High resolution mobility-based ion separations in Structures for Lossless Ion Manipulations (SLIM) have been useful for determining conformational distributions for a variety of molecular classes in the gas phase. Here, we present multi-pass SLIM separations for gas-phase proteins in their near-native state exhibiting charge state dependent arrival time distributions using carbonic anhydrase (29 kDa), alcohol dehydrogenase (148 kDa), and apo-transferrin (79 kDa). For the selected charge states of each protein species, we investigate the conformational space using molecular dynamic simulations and calculated collision cross section (CCS) values for selected conformations using IMoS. The measured CCS values obtained from the SLIM arrival time distributions (ATDs) were in agreement within ~6% error.
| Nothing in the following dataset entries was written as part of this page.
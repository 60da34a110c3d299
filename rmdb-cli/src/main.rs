//! rmdb CLI
//!
//! Command-line interface for mirroring the Rick and Morty API into a local
//! SQLite database and querying the mirror.

mod cli_types;
mod commands;
mod error;
mod settings;
mod spinner;

use std::io::Write;

use clap::Parser;

use cli_types::{Cli, Commands, ConfigAction};
pub(crate) use error::CliError;
use settings::{Overrides, Settings};

fn main() {
    let cli = Cli::parse();
    init_logging(cli.quiet, cli.verbose);

    if let Err(e) = run(cli) {
        log::error!("{}", e);
        std::process::exit(1);
    }
}

fn run(cli: Cli) -> Result<(), CliError> {
    let settings = Settings::load(Overrides {
        database: cli.db,
        api_url: cli.api_url,
    })?;

    match cli.command {
        Commands::Sync {
            strict_dates,
            dedupe_associations,
        } => commands::sync::run_sync(&settings, strict_dates, dedupe_associations, cli.quiet),
        Commands::Stats => commands::stats::run_stats(&settings),
        Commands::Search { target, term } => {
            commands::search::run_search(&settings, target, &term)
        }
        Commands::Query { query } => commands::query::run_query(&settings, query),
        Commands::Config { action } => match action {
            ConfigAction::Show => {
                commands::config::run_config_show(&settings);
                Ok(())
            }
            ConfigAction::Path => {
                commands::config::run_config_path();
                Ok(())
            }
            ConfigAction::Init { force } => commands::config::run_config_init(force),
        },
    }
}

/// Install the logger.
///
/// Normal output goes through `log::info!` as bare lines on stdout.
/// `--quiet` keeps warnings and errors only; `--verbose` adds debug output
/// with timestamps and levels. `RUST_LOG` still applies on top.
fn init_logging(quiet: bool, verbose: bool) {
    let level = if quiet {
        log::LevelFilter::Warn
    } else if verbose {
        log::LevelFilter::Debug
    } else {
        log::LevelFilter::Info
    };

    let mut builder = env_logger::Builder::new();
    builder
        .filter_level(level)
        .target(env_logger::Target::Stdout);
    if verbose {
        builder.format_timestamp_millis();
    } else {
        builder.format(|buf, record| writeln!(buf, "{}", record.args()));
    }
    builder.parse_default_env();
    let _ = builder.try_init();
}

/// Print an empty line through the logger.
pub(crate) fn log_blank() {
    log::info!("");
}
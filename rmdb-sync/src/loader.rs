//! Bulk insertion of decoded records through the database procedures.
//!
//! Each loader prepares its procedures once and executes them once per
//! record. The first failing insert aborts the call; nothing is retried or
//! skipped. Loaders never commit: they run inside the caller's transaction.

use std::borrow::Borrow;
use std::collections::HashSet;
use std::ops::AddAssign;

use rmdb_catalog::{CharacterRecord, EpisodeRecord, LocationRecord};
use rmdb_db::{ProcedureCall, procedures};
use rusqlite::Connection;

use crate::error::SyncError;
use crate::stage::SyncStage;

/// Rows inserted, per table.
#[derive(Debug, Clone, Copy, Default, PartialEq, Eq)]
pub struct LoadCounts {
    pub locations: u64,
    pub episodes: u64,
    pub characters: u64,
    pub associations: u64,
}

impl AddAssign for LoadCounts {
    fn add_assign(&mut self, other: Self) {
        self.locations += other.locations;
        self.episodes += other.episodes;
        self.characters += other.characters;
        self.associations += other.associations;
    }
}

#[derive(Debug, Clone, Copy, Default, PartialEq, Eq)]
pub struct LoadOptions {
    /// Insert each `(character, episode)` pair at most once per character.
    /// Off by default: repeated episode URLs produce repeated rows.
    pub dedupe_associations: bool,
}

/// Insert every location with `add_location`.
pub fn load_locations<I>(conn: &Connection, locations: I) -> Result<LoadCounts, SyncError>
where
    I: IntoIterator,
    I::Item: Borrow<LocationRecord>,
{
    let stage = SyncStage::LoadingLocations;
    let mut call = ProcedureCall::prepare(conn)
        .map_err(|e| SyncError::load_failed(stage, None, e))?;

    for location in locations {
        let location = location.borrow();
        procedures::add_location(&mut call, location)
            .map_err(|e| SyncError::load_failed(stage, Some(location.id), e))?;
    }

    Ok(LoadCounts {
        locations: call.executions(),
        ..LoadCounts::default()
    })
}

/// Insert every episode with `add_episode`.
pub fn load_episodes<I>(conn: &Connection, episodes: I) -> Result<LoadCounts, SyncError>
where
    I: IntoIterator,
    I::Item: Borrow<EpisodeRecord>,
{
    let stage = SyncStage::LoadingEpisodes;
    let mut call = ProcedureCall::prepare(conn)
        .map_err(|e| SyncError::load_failed(stage, None, e))?;

    for episode in episodes {
        let episode = episode.borrow();
        procedures::add_episode(&mut call, episode)
            .map_err(|e| SyncError::load_failed(stage, Some(episode.id), e))?;
    }

    Ok(LoadCounts {
        episodes: call.executions(),
        ..LoadCounts::default()
    })
}

/// Insert every character, each followed by its episode associations.
///
/// Locations and episodes must already be loaded; a character or
/// association referencing a missing row fails on the foreign key.
pub fn load_characters_and_associations<I>(
    conn: &Connection,
    characters: I,
    options: LoadOptions,
) -> Result<LoadCounts, SyncError>
where
    I: IntoIterator,
    I::Item: Borrow<CharacterRecord>,
{
    let stage = SyncStage::LoadingCharacters;
    let mut add_character = ProcedureCall::prepare(conn)
        .map_err(|e| SyncError::load_failed(stage, None, e))?;
    let mut add_association = ProcedureCall::prepare(conn)
        .map_err(|e| SyncError::load_failed(stage, None, e))?;

    let mut seen = HashSet::new();
    for character in characters {
        let character = character.borrow();
        procedures::add_character(&mut add_character, character)
            .map_err(|e| SyncError::load_failed(stage, Some(character.id), e))?;

        seen.clear();
        for association in character.associations() {
            if options.dedupe_associations && !seen.insert(association.episode_id) {
                log::debug!(
                    "Skipping repeated episode {} for character {}",
                    association.episode_id,
                    character.id
                );
                continue;
            }
            procedures::add_character_in_episode(&mut add_association, association)
                .map_err(|e| SyncError::load_failed(stage, Some(character.id), e))?;
        }
    }

    Ok(LoadCounts {
        characters: add_character.executions(),
        associations: add_association.executions(),
        ..LoadCounts::default()
    })
}
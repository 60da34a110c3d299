use chrono::NaiveDate;
use serde_json::json;

use super::*;

fn rick() -> Value {
    json!({
        "id": 1,
        "name": "Rick Sanchez",
        "status": "Alive",
        "species": "Human",
        "type": "",
        "gender": "Male",
        "origin": {
            "name": "Earth (C-137)",
            "url": "https://rickandmortyapi.com/api/location/1"
        },
        "location": {
            "name": "Citadel of Ricks",
            "url": "https://rickandmortyapi.com/api/location/3"
        },
        "image": "https://rickandmortyapi.com/api/character/avatar/1.jpeg",
        "episode": [
            "https://rickandmortyapi.com/api/episode/1",
            "https://rickandmortyapi.com/api/episode/2"
        ],
        "url": "https://rickandmortyapi.com/api/character/1",
        "created": "2017-11-04T18:48:46.250Z"
    })
}

#[test]
fn location_maps_fields() {
    let loc = decode_location(&json!({
        "id": 3,
        "name": "Citadel of Ricks",
        "type": "Space station",
        "dimension": "unknown",
        "residents": [],
    }))
    .unwrap();
    assert_eq!(loc.id, 3);
    assert_eq!(loc.name, "Citadel of Ricks");
    assert_eq!(loc.kind.as_deref(), Some("Space station"));
    assert_eq!(loc.dimension.as_deref(), Some("unknown"));
}

#[test]
fn location_missing_dimension_fails() {
    let err = decode_location(&json!({"id": 3, "name": "Citadel", "type": "Space station"}))
        .unwrap_err();
    assert!(matches!(
        err,
        ApiError::DecodeFailed {
            kind: ResourceKind::Location,
            field: "dimension"
        }
    ));
}

#[test]
fn location_string_id_fails() {
    let err = decode_location(&json!({
        "id": "3", "name": "Citadel", "type": "", "dimension": ""
    }))
    .unwrap_err();
    assert!(matches!(err, ApiError::DecodeFailed { field: "id", .. }));
}

#[test]
fn episode_parses_air_date() {
    let ep = decode_episode(&json!({
        "id": 1,
        "name": "Pilot",
        "air_date": "December 2, 2013",
        "episode": "S01E01",
        "characters": []
    }))
    .unwrap();
    assert_eq!(ep.air_date, NaiveDate::from_ymd_opt(2013, 12, 2).unwrap());
    assert_eq!(ep.episode_code, "S01E01");
}

#[test]
fn episode_bad_air_date_is_substituted_by_default() {
    let ep = decode_episode(&json!({
        "id": 99,
        "name": "Unaired",
        "air_date": "TBA",
        "episode": "S09E99"
    }))
    .unwrap();
    assert_eq!(ep.id, 99);
}

#[test]
fn episode_bad_air_date_rejected_under_strict_policy() {
    let err = decode_episode_with(
        &json!({"id": 99, "name": "Unaired", "air_date": "TBA", "episode": "S09E99"}),
        AirDatePolicy::Reject,
    )
    .unwrap_err();
    assert!(matches!(err, ApiError::DecodeFailed { field: "air_date", .. }));
}

#[test]
fn episode_code_is_not_validated() {
    let ep = decode_episode(&json!({
        "id": 2, "name": "Lawnmower Dog", "air_date": "December 9, 2013", "episode": "episode two"
    }))
    .unwrap();
    assert_eq!(ep.episode_code, "episode two");
}

#[test]
fn character_resolves_links() {
    let ch = decode_character(&rick()).unwrap();
    assert_eq!(ch.id, 1);
    assert_eq!(ch.kind, "");
    assert_eq!(ch.origin_id, 1);
    assert_eq!(ch.location_id, 3);
    assert_eq!(ch.episode_ids, vec![1, 2]);
}

#[test]
fn character_empty_origin_defaults_to_unknown() {
    let mut value = rick();
    value["origin"] = json!({"name": "unknown", "url": ""});
    let ch = decode_character(&value).unwrap();
    assert_eq!(ch.origin_id, 0);
}

#[test]
fn character_malformed_episode_url_becomes_zero() {
    let mut value = rick();
    value["episode"] = json!([
        "https://rickandmortyapi.com/api/episode/1",
        "https://rickandmortyapi.com/api/episode/x"
    ]);
    let ch = decode_character(&value).unwrap();
    assert_eq!(ch.episode_ids, vec![1, 0]);
}

#[test]
fn character_missing_origin_object_fails() {
    let mut value = rick();
    value.as_object_mut().unwrap().remove("origin");
    let err = decode_character(&value).unwrap_err();
    assert!(matches!(err, ApiError::DecodeFailed { field: "origin.url", .. }));
}

#[test]
fn character_non_string_episode_entry_fails() {
    let mut value = rick();
    value["episode"] = json!(["https://rickandmortyapi.com/api/episode/1", 2]);
    let err = decode_character(&value).unwrap_err();
    assert!(matches!(
        err,
        ApiError::DecodeFailed {
            kind: ResourceKind::Character,
            field: "episode"
        }
    ));
}

#[test]
fn resource_trait_uses_options() {
    let value = json!({"id": 1, "name": "Pilot", "air_date": "soon", "episode": "S01E01"});
    let strict = DecodeOptions {
        air_date_policy: AirDatePolicy::Reject,
    };
    assert!(<EpisodeRecord as Resource>::decode(&value, &strict).is_err());
    assert!(<EpisodeRecord as Resource>::decode(&value, &DecodeOptions::default()).is_ok());
    assert_eq!(<CharacterRecord as Resource>::KIND, ResourceKind::Character);
}
use owo_colors::OwoColorize;
use owo_colors::Stream::Stdout;

use crate::CliError;
use crate::settings::{self, Settings, SettingsFile};

/// Show resolved settings and where each value came from.
pub(crate) fn run_config_show(settings: &Settings) {
    let path = settings::settings_path();

    log::info!(
        "{}",
        "rmdb Configuration".if_supports_color(Stdout, |t| t.bold()),
    );
    crate::log_blank();

    if path.exists() {
        log::info!(
            "  Settings file: {} {}",
            path.display().if_supports_color(Stdout, |t| t.cyan()),
            "(exists)".if_supports_color(Stdout, |t| t.green()),
        );
    } else {
        log::info!(
            "  Settings file: {} {}",
            path.display().if_supports_color(Stdout, |t| t.cyan()),
            "(not found)".if_supports_color(Stdout, |t| t.dimmed()),
        );
    }
    crate::log_blank();

    let fields = [
        (
            "database",
            settings.database.value.display().to_string(),
            &settings.database.source,
        ),
        (
            "api_url",
            settings.api_url.value.clone(),
            &settings.api_url.source,
        ),
        (
            "timeout",
            format!("{}s", settings.timeout.value.as_secs()),
            &settings.timeout.source,
        ),
    ];

    for (name, value, source) in &fields {
        let source_str = format!("({})", source);
        log::info!(
            "  {} {} {}",
            format!("{}:", name).if_supports_color(Stdout, |t| t.cyan()),
            value,
            source_str.if_supports_color(Stdout, |t| t.dimmed()),
        );
    }
}

/// Print the settings file path.
pub(crate) fn run_config_path() {
    log::info!("{}", settings::settings_path().display());
}

/// Write a settings file holding the default values.
pub(crate) fn run_config_init(force: bool) -> Result<(), CliError> {
    let path = settings::settings_path();
    settings::write_settings_file(&path, &SettingsFile::defaults(), force)?;
    log::info!(
        "{} Wrote {}",
        "\u{2714}".if_supports_color(Stdout, |t| t.green()),
        path.display(),
    );
    Ok(())
}
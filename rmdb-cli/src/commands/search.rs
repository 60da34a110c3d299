use owo_colors::OwoColorize;
use owo_colors::Stream::Stdout;

use crate::CliError;
use crate::cli_types::SearchTarget;
use crate::settings::Settings;

use super::{open_existing_database, or_dash, truncate_str};

pub(crate) fn run_search(
    settings: &Settings,
    target: SearchTarget,
    term: &str,
) -> Result<(), CliError> {
    let Some(conn) = open_existing_database(settings)? else {
        return Ok(());
    };
    let failed = |e: rmdb_db::OperationError| CliError::database(format!("Search failed: {}", e));

    let found = match target {
        SearchTarget::Characters => {
            let rows = rmdb_db::search_characters(&conn, term).map_err(failed)?;
            for c in &rows {
                log::info!(
                    "  {:>5}  {:<32} {:<10} {:<16} {}",
                    c.id.if_supports_color(Stdout, |t| t.dimmed()),
                    truncate_str(&c.name, 32),
                    or_dash(&c.status),
                    truncate_str(or_dash(&c.species), 16),
                    or_dash(&c.gender),
                );
            }
            rows.len()
        }
        SearchTarget::Locations => {
            let rows = rmdb_db::search_locations(&conn, term).map_err(failed)?;
            for l in &rows {
                log::info!(
                    "  {:>5}  {:<36} {:<16} {}",
                    l.id.if_supports_color(Stdout, |t| t.dimmed()),
                    truncate_str(&l.name, 36),
                    truncate_str(or_dash(&l.kind), 16),
                    or_dash(&l.dimension),
                );
            }
            rows.len()
        }
        SearchTarget::Episodes => {
            let rows = rmdb_db::search_episodes(&conn, term).map_err(failed)?;
            for e in &rows {
                log::info!(
                    "  {:>5}  {}  {}  {}",
                    e.id.if_supports_color(Stdout, |t| t.dimmed()),
                    e.episode_code.if_supports_color(Stdout, |t| t.cyan()),
                    e.air_date,
                    e.name,
                );
            }
            rows.len()
        }
    };

    if found == 0 {
        log::info!("No matches for '{}'.", term);
    } else {
        crate::log_blank();
        log::info!("{} match(es)", found);
    }
    Ok(())
}
//! Sync progress reporting.

use rmdb_catalog::ResourceKind;

use crate::stage::{SyncReport, SyncStage};

/// Trait for receiving sync progress updates.
pub trait SyncProgress {
    /// Called on every stage transition, including the terminal one.
    fn on_stage(&self, stage: SyncStage);

    /// Called once a listing has been fetched in full.
    fn on_fetched(&self, kind: ResourceKind, records: usize);

    /// Called after a listing has been inserted.
    fn on_loaded(&self, kind: ResourceKind, rows: u64);

    /// Called when the run is over, committed or not.
    fn on_complete(&self, report: &SyncReport);
}

/// A no-op progress reporter that discards all updates.
pub struct SilentProgress;

impl SyncProgress for SilentProgress {
    fn on_stage(&self, _stage: SyncStage) {}
    fn on_fetched(&self, _kind: ResourceKind, _records: usize) {}
    fn on_loaded(&self, _kind: ResourceKind, _rows: u64) {}
    fn on_complete(&self, _report: &SyncReport) {}
}

/// A progress reporter that logs to the `log` crate.
pub struct LogProgress;

impl SyncProgress for LogProgress {
    fn on_stage(&self, stage: SyncStage) {
        log::info!("Sync: {}", stage);
    }

    fn on_fetched(&self, kind: ResourceKind, records: usize) {
        log::info!("  Fetched {} {}", records, kind.plural());
    }

    fn on_loaded(&self, kind: ResourceKind, rows: u64) {
        log::info!("  Inserted {} {}", rows, kind.plural());
    }

    fn on_complete(&self, report: &SyncReport) {
        if report.is_success() {
            log::info!("{}", report.summary());
        } else {
            log::error!("{}", report.summary());
        }
    }
}
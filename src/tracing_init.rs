//! Tracing initialization for tests and binaries
//!
//! Provides centralized tracing setup with environment-based filtering.

#[cfg(test)]
use once_cell::sync::Lazy;

/// Initialize tracing for tests with environment-based filtering
///
/// Uses RUST_LOG environment variable to control output:
/// - `RUST_LOG=rustywspr=debug` - Show all debug output
/// - `RUST_LOG=rustywspr::message=trace` - Trace the packing pipeline
///
/// Call this once at the start of each test that needs tracing.
/// Multiple calls are safe (uses once_cell).
#[cfg(test)]
pub fn init_test_tracing() {
    static TRACING: Lazy<()> = Lazy::new(|| {
        use tracing_subscriber::{fmt, EnvFilter};

        // Try to read RUST_LOG, fall back to "rustywspr=warn" if not set
        let filter = EnvFilter::try_from_default_env()
            .unwrap_or_else(|_| EnvFilter::new("rustywspr=warn"));

        fmt()
            .with_env_filter(filter)
            .with_target(true)
            .with_thread_ids(false)
            .with_line_number(true)
            .with_test_writer()
            .init();
    });

    // Force initialization
    Lazy::force(&TRACING);
}

/// Initialize tracing for binaries with environment-based filtering
///
/// Call this early in main() to enable tracing throughout the application.
/// Events go to stderr so the encoder's stdout output stays parseable.
pub fn init_tracing() {
    use tracing_subscriber::{fmt, EnvFilter};

    let filter = EnvFilter::try_from_default_env()
        .unwrap_or_else(|_| EnvFilter::new("rustywspr=info"));

    fmt()
        .with_env_filter(filter)
        .with_target(true)
        .with_line_number(true)
        .with_writer(std::io::stderr)
        .init();
}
Mass spectra of carbonic anhydrase (CA) showed three different charge states (z = 9+ to 11+). Their corresponding mobility peaks were baseline-separated using 8-m single-pass separations indicating mobility differences between adjacent charge states. Single-pass analysis of alcohol dehydrogenase (ADH) exhibit three predominant charge states (z = 23+ to 25+) with mobility overlap between adjacent charge states. The mobility peak resolution for ADH improved with multi-pass separations (up to 24-m path length) revealing two conformers for the lowest charge state z = 23+ that were not resolved via single-pass separation. In addition, CCS distributions obtained for charge states z = 16+ to 18+ of apo-transferrin reveal a transition from a compact unimodal form (z = 18+ and 19+) to broader CCS distributions with multiple conformers (z = 16+). 40-m multi-pass separations were performed allowing for complete isolation of the selected mobility range for z = 17+ leading to selective isolation of targeted conformations of interest. Mobility-based ion separations, combined with high selectivity for intact proteins, show the path to broad utility, including the production of high-purity biomolecular subpopulations from heterogenous samples for high-resolution molecular structure determination.